Given the key role of diffuse myocardial fibrosis within the multi-causal development of heart failure and the possible efficacy of antifibrotic treatment27,28, further research is required to assess the potential of non-invasive T1 mapping parameters within the clinical management of CHD.

The present study has several limitations. The patient cohort is relatively small and heterogeneous, making it difficult to draw specific conclusions relating to the higher ECV but similar native T1 values when compared to the healthy controls. Given the age of the study population, results should be confirmed in pediatric cohorts with younger CHD patients taking into account potential spatial and temporal resolution issues. Histological validation of ECV was not performed since biopsy and/or surgery was not clinically indicated in any of the enrolled patients. Previous studies have shown good agreement between LV ECV from T1 mapping and collagen volume fraction from myocardial biopsy in aortic stenosis12,29, hypertrophic12, and dilated cardiomyopathy30, while RV ECV yet needs to be validated. Although particular care was taken when drawing a ROI into the RV myocardium at a minimum wall thickness of > 1 pixel, partial voluming with blood or fat due the thin myocardium and trabeculation of the RV could potentially have led to an overestimation of ECV, in turn limiting the accuracy of RV ECV measurements. It has been shown that LV ECV values are reproducible across CMR scans31. Since serial CMR examinations were not performed in the present study, test–retest reliability of RV ECV measurements could not be analyzed.

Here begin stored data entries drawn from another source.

use std::io::{IsTerminal, Write};
use std::path::Path;
use std::process::ExitCode;

use anyhow::Context;
use tracing::debug;
use yadisk_core::YadiskClient;

use crate::config::AppConfig;
use crate::repository::{RepoError, Repository, RepositoryConfig};
use crate::sync::disk_store::DiskStore;
use crate::sync::gate::{AlwaysConfirm, ConfirmationGate, InteractivePrompt, TerminalPrompt};
use crate::sync::report::{ConsoleReporter, DeletionPolicy, SyncOutcome, SyncReporter};
use crate::sync::resolver::PathResolver;
use crate::sync::store::{KindFilter, RemoteStore};

/// How a command ended, as seen by the shell.
#[derive(Debug, Clone, Copy, PartialEq, Eq)]
pub enum Status {
    Success,
    /// Deletion declined, or the command refused to overwrite a binding.
    Refused,
    /// No repository, a corrupt one, or a remote path that does not exist.
    NotFound,
    Offline,
}

impl Status {
    pub fn code(self) -> u8 {
        match self {
            Status::Success => 0,
            Status::Refused => 1,
            Status::NotFound => 2,
            Status::Offline => 3,
        }
    }
}

impl From<Status> for ExitCode {
    fn from(status: Status) -> Self {
        ExitCode::from(status.code())
    }
}

/// Per-run settings shared by every command.
#[derive(Debug, Clone)]
pub struct Invocation {
    pub config: AppConfig,
    pub assume_yes: bool,
}

impl Invocation {
    pub fn new(config: AppConfig, assume_yes: bool) -> Self {
        Self { config, assume_yes }
    }

    pub fn deletion(&self) -> DeletionPolicy {
        if self.assume_yes || self.config.assume_yes {
            DeletionPolicy::Force
        } else {
            DeletionPolicy::Ask
        }
    }

    fn gate(&self) -> Box<dyn ConfirmationGate> {
        match self.deletion() {
            DeletionPolicy::Force => Box::new(AlwaysConfirm),
            DeletionPolicy::Ask if std::io::stdin().is_terminal() => Box::new(TerminalPrompt),
            DeletionPolicy::Ask => Box::new(InteractivePrompt::stdio()),
        }
    }

    /// Builds the Disk store and probes the API once. `Err(Status::Offline)`
    /// when the service cannot be reached.
    pub async fn connect(&self) -> anyhow::Result<Result<DiskStore, Status>> {
        let token = AppConfig::token()?;
        let client = YadiskClient::with_base_url(&self.config.api_url, token)
            .context("invalid YADISK_API_URL")?;
        match client.disk_info().await {
            Ok(info) => debug!(used = info.used_space, total = info.total_space, "connected"),
            Err(err) if err.is_connectivity() => {
                eprintln!("Error: couldn't connect to Yandex Disk ({err})");
                return Ok(Err(Status::Offline));
            }
            Err(err) => return Err(err).context("failed to query Yandex Disk"),
        }
        Ok(Ok(DiskStore::new(client)
            .with_page_size(self.config.page_size)
            .with_permanent_delete(self.config.delete_permanently)))
    }

    pub async fn clone_repo(&self, container: &Path, logical_path: &str) -> anyhow::Result<Status> {
        let store = match self.connect().await? {
            Ok(store) => store,
            Err(status) => return Ok(status),
        };
        let mut gate = self.gate();
        clone_with(
            store,
            container,
            logical_path,
            self.deletion(),
            gate.as_mut(),
            &mut ConsoleReporter::new(),
        )
        .await
    }

    pub async fn push(&self, dir: &Path) -> anyhow::Result<Status> {
        if let Some(status) = require_marker(dir).await? {
            return Ok(status);
        }
        let store = match self.connect().await? {
            Ok(store) => store,
            Err(status) => return Ok(status),
        };
        let mut gate = self.gate();
        push_with(
            store,
            dir,
            self.deletion(),
            gate.as_mut(),
            &mut ConsoleReporter::new(),
        )
        .await
    }

    pub async fn pull(&self, dir: &Path) -> anyhow::Result<Status> {
        if let Some(status) = require_marker(dir).await? {
            return Ok(status);
        }
        let store = match self.connect().await? {
            Ok(store) => store,
            Err(status) => return Ok(status),
        };
        let mut gate = self.gate();
        pull_with(
            store,
            dir,
            self.deletion(),
            gate.as_mut(),
            &mut ConsoleReporter::new(),
        )
        .await
    }

    pub async fn init(&self, dir: &Path, logical_path: &str) -> anyhow::Result<Status> {
        let store = match self.connect().await? {
            Ok(store) => store,
            Err(status) => return Ok(status),
        };
        init_with(store, dir, logical_path).await
    }

    pub async fn list(&self, logical_path: &str) -> anyhow::Result<Status> {
        let store = match self.connect().await? {
            Ok(store) => store,
            Err(status) => return Ok(status),
        };
        list_with(&store, logical_path, &mut std::io::stdout().lock()).await
    }
}

/// `Some(status)` when `dir` is not a repository; checked before connecting.
async fn require_marker(dir: &Path) -> anyhow::Result<Option<Status>> {
    match RepositoryConfig::load(dir).await {
        Ok(Some(_)) => Ok(None),
        Ok(None) => {
            eprintln!("Error: no repository found in {}", dir.display());
            Ok(Some(Status::NotFound))
        }
        Err(err) => refusal(err).map(Some),
    }
}

/// Maps the expected failures to a status after telling the user;
/// anything else propagates.
fn refusal(err: RepoError) -> anyhow::Result<Status> {
    let status = if matches!(err, RepoError::Conflict(_) | RepoError::AlreadyExists(_)) {
        Status::Refused
    } else if matches!(err, RepoError::Corrupt { .. } | RepoError::Json { .. }) {
        Status::NotFound
    } else if err.is_connectivity() {
        Status::Offline
    } else {
        return Err(err.into());
    };
    eprintln!("Error: {err}");
    Ok(status)
}

fn missing_remote_message(path: &str) -> String {
    format!("remote path {path} was not found; run `init {path}` to create it")
}

fn finish(verb: &str, outcome: &SyncOutcome) -> Status {
    let report = outcome.report();
    if outcome.is_aborted() {
        println!("Aborted: deletions were declined.");
        return Status::Refused;
    }
    println!(
        "{verb} complete: {} new, {} updated, {} downloaded, {} folders created, {} deleted, {} unchanged.",
        report.created_files,
        report.updated,
        report.downloaded,
        report.created_folders,
        report.deleted,
        report.skipped,
    );
    if !report.failures.is_empty() {
        eprintln!("{} entries failed; see messages above.", report.failures.len());
    }
    Status::Success
}

pub async fn clone_with<S: RemoteStore>(
    store: S,
    container: &Path,
    logical_path: &str,
    deletion: DeletionPolicy,
    gate: &mut dyn ConfirmationGate,
    reporter: &mut dyn SyncReporter,
) -> anyhow::Result<Status> {
    let mut repo = match Repository::clone_into(store, container, logical_path).await {
        Ok(repo) => repo,
        Err(err) => return refusal(err),
    };
    if repo.is_corrupt() {
        eprintln!("Error: {}", missing_remote_message(&repo.config().path));
        return Ok(Status::NotFound);
    }
    println!("Cloning into {}", repo.root().display());
    match repo.pull(deletion, gate, reporter).await {
        Ok(outcome) => Ok(finish("Clone", &outcome)),
        Err(err) => refusal(err),
    }
}

pub async fn push_with<S: RemoteStore>(
    store: S,
    dir: &Path,
    deletion: DeletionPolicy,
    gate: &mut dyn ConfirmationGate,
    reporter: &mut dyn SyncReporter,
) -> anyhow::Result<Status> {
    let mut repo = match Repository::open(store, dir).await {
        Ok(Some(repo)) => repo,
        Ok(None) => {
            eprintln!("Error: no repository found in {}", dir.display());
            return Ok(Status::NotFound);
        }
        Err(err) => return refusal(err),
    };
    match repo.push(deletion, gate, reporter).await {
        Ok(outcome) => Ok(finish("Push", &outcome)),
        Err(err) => refusal(err),
    }
}

pub async fn pull_with<S: RemoteStore>(
    store: S,
    dir: &Path,
    deletion: DeletionPolicy,
    gate: &mut dyn ConfirmationGate,
    reporter: &mut dyn SyncReporter,
) -> anyhow::Result<Status> {
    let mut repo = match Repository::open(store, dir).await {
        Ok(Some(repo)) => repo,
        Ok(None) => {
            eprintln!("Error: no repository found in {}", dir.display());
            return Ok(Status::NotFound);
        }
        Err(err) => return refusal(err),
    };
    match repo.pull(deletion, gate, reporter).await {
        Ok(outcome) => Ok(finish("Pull", &outcome)),
        Err(err) => refusal(err),
    }
}

pub async fn init_with<S: RemoteStore>(
    store: S,
    dir: &Path,
    logical_path: &str,
) -> anyhow::Result<Status> {
    match Repository::init(store, dir, logical_path).await {
        Ok(repo) => {
            println!(
                "Initialised repository {} ({}) in {}",
                repo.name(),
                repo.config().path,
                dir.display()
            );
            Ok(Status::Success)
        }
        Err(err) => refusal(err),
    }
}

/// Writes the sorted names of the folders under `logical_path`.
pub async fn list_with<S: RemoteStore>(
    store: &S,
    logical_path: &str,
    out: &mut dyn Write,
) -> anyhow::Result<Status> {
    let folder = match PathResolver::new(store).resolve(logical_path).await {
        Ok(Some(folder)) => folder,
        Ok(None) => {
            eprintln!("Error: remote path {logical_path} was not found");
            return Ok(Status::NotFound);
        }
        Err(err) => return refusal(err.into()),
    };
    let children = match store.list_children(&folder, KindFilter::Folders).await {
        Ok(children) => children,
        Err(err) => return refusal(err.into()),
    };
    let mut names: Vec<String> = children.into_iter().map(|entry| entry.name).collect();
    names.sort();
    for name in names {
        writeln!(out, "{name}")?;
    }
    Ok(Status::Success)
}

In conclusion, our study demonstrated that non-invasive evaluation of RV ECV by CMR T1 mapping is feasible in CHD provided that image quality allows for sufficient distinction between myocardium and blood, and that RV wall thickness per ROI is ≥ 1 pixel. Furthermore, the application of a manually drawn LOI centered in the RV myocardium simplifies RV ECV analysis. Future studies are necessary to further explore the potential role of myocardial ECV as a non-invasive marker for prognosis, risk stratification, and monitoring of disease and therapy in CHD.